Most of my clients have public-facing businesses which need to make a regular and meaningful connection with the general public to establish themselves.
So it's always a bit of a shock to see how they survive at all. Very few have all the pieces of the marketing puzzle in place before I arrive to ice the cake with PR. The two aren't mutually exclusive. PR is marketing's final act – it works best when the basics of marketing are established practise and are doing the sales job to a greater or lesser degree.

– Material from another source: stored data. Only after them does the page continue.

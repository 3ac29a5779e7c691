fn main() {
    if let Err(e) = cvtext_lib::run() {
        eprintln!("cvtext: {e}");
        std::process::exit(1);
    }
}
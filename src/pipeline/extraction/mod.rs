pub mod types;
pub mod pdf;
pub mod ocr;
pub mod pdfium;
pub mod pdf_renderer;
pub mod orchestrator;

#[cfg(test)]
pub(crate) mod test_support;

pub use types::*;
pub use pdf::*;
pub use ocr::*;
pub use orchestrator::*;

use std::path::PathBuf;

use thiserror::Error;

#[derive(Error, Debug)]
pub enum ExtractionError {
    #[error("I/O error: {0}")]
    Io(#[from] std::io::Error),

    #[error("Tesseract OCR initialization failed: {0}")]
    OcrInit(String),

    #[error("OCR processing failed: {0}")]
    OcrProcessing(String),

    #[error("Tessdata for '{lang}' not found in {dir}")]
    TessdataNotFound { dir: PathBuf, lang: String },

    #[error("PDF parsing failed: {0}")]
    PdfParsing(String),

    #[error("PDF is password-protected, please remove the password first")]
    PdfEncrypted,

    #[error("Failed to render page {page}: {reason}")]
    PdfRendering { page: usize, reason: String },

    #[error("Image processing error: {0}")]
    ImageProcessing(String),

    #[error("Unsupported format for extraction")]
    UnsupportedFormat,
}

/// Which stage of the pipeline a failure belongs to, as reported to the user.
#[derive(Debug, Clone, Copy, PartialEq, Eq)]
pub enum FailureKind {
    /// The source document could not be read, parsed or rasterized.
    DocumentRead,
    /// The OCR engine failed to start or to recognize the image.
    Ocr,
}

impl ExtractionError {
    pub fn kind(&self) -> FailureKind {
        match self {
            Self::OcrInit(_) | Self::OcrProcessing(_) | Self::TessdataNotFound { .. } => {
                FailureKind::Ocr
            }
            Self::Io(_)
            | Self::PdfParsing(_)
            | Self::PdfEncrypted
            | Self::PdfRendering { .. }
            | Self::ImageProcessing(_)
            | Self::UnsupportedFormat => FailureKind::DocumentRead,
        }
    }
}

That's why I have had to get interested in marketing as a broader subject, and find myself steering small businesses in the right direction before feeling the need to work my contacts and generate some positive images through PR. It's my experience that PR only works well for 'visible' companies – businesses which have a presence in the market already.

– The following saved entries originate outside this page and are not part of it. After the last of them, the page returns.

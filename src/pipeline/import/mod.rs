pub mod format;
pub mod staging;

pub use format::*;
pub use staging::*;

use thiserror::Error;

#[derive(Error, Debug)]
pub enum ImportError {
    #[error("I/O error: {0}")]
    Io(#[from] std::io::Error),

    #[error("Unsupported file format: {0}. Please upload a PDF, PNG or JPEG file")]
    UnsupportedFormat(String),

    #[error("File too large: {size_mb:.1}MB exceeds {max_mb}MB limit")]
    FileTooLarge { size_mb: f64, max_mb: u64 },

    #[error("The uploaded file is empty")]
    EmptyUpload,
}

So what are the basics? Although I work chiefly in tourism businesses, the approach works with other consumer-facing operations. The methodology begins with establishing a budget for marketing and, believe me, you'd be surprised how many of my clients dip into a mythical and variable slush fund when I send an invoice.
'Any business which hasn't budgeted for its marketing doesn't have an income structure to pay for it'
This approach doesn't work for many reasons, chief of which is that any business which hasn't budgeted for its marketing doesn't have an income structure to pay for it. If you don't plan to spend money, you won't plan to earn it. Marketing isn't a cost, it's the investment at the core of all sales and sales drives profit.
Setting a budget from scratch isn't difficult. I always ask clients to establish the previous 12 months' spend by running back through the books, and set that same level for the coming year. That's an easy pill to swallow – your marketing cost will remain the same, so you won't have to look for extra cash from your margins or to increase your margins.
You won't stand still, though. It's my job to make that same spend more effective and reach more customers. There are two main types of spend; background spend and campaign spend. No business can survive without the constant drip-feed of awareness marketing – usually based on advertising but which includes maintaining an effective website. Placing ads should be as regular and as essential a task as sending invoices.
Campaign spend is based on what's left over, maybe accumulated over a period to give a Big Bang effect for, perhaps, a new product. It may be an ad campaign but could equally well be an event. It may also be a concerted PR campaign.
But the background spend must also include some simple PR; editorial placements, news stories, community campaigns and social networking. PR works in concert with the rest of marketing and, no matter how you try, can't be isolated from the rest.
But didn't I promise a 'Starting point for small businesses'? It's this; work out what you spent on marketing last year and create a proper budget for that amount in the coming year. Believe me, when there's a cash pot to consider, the way you spend that money will be far more effective.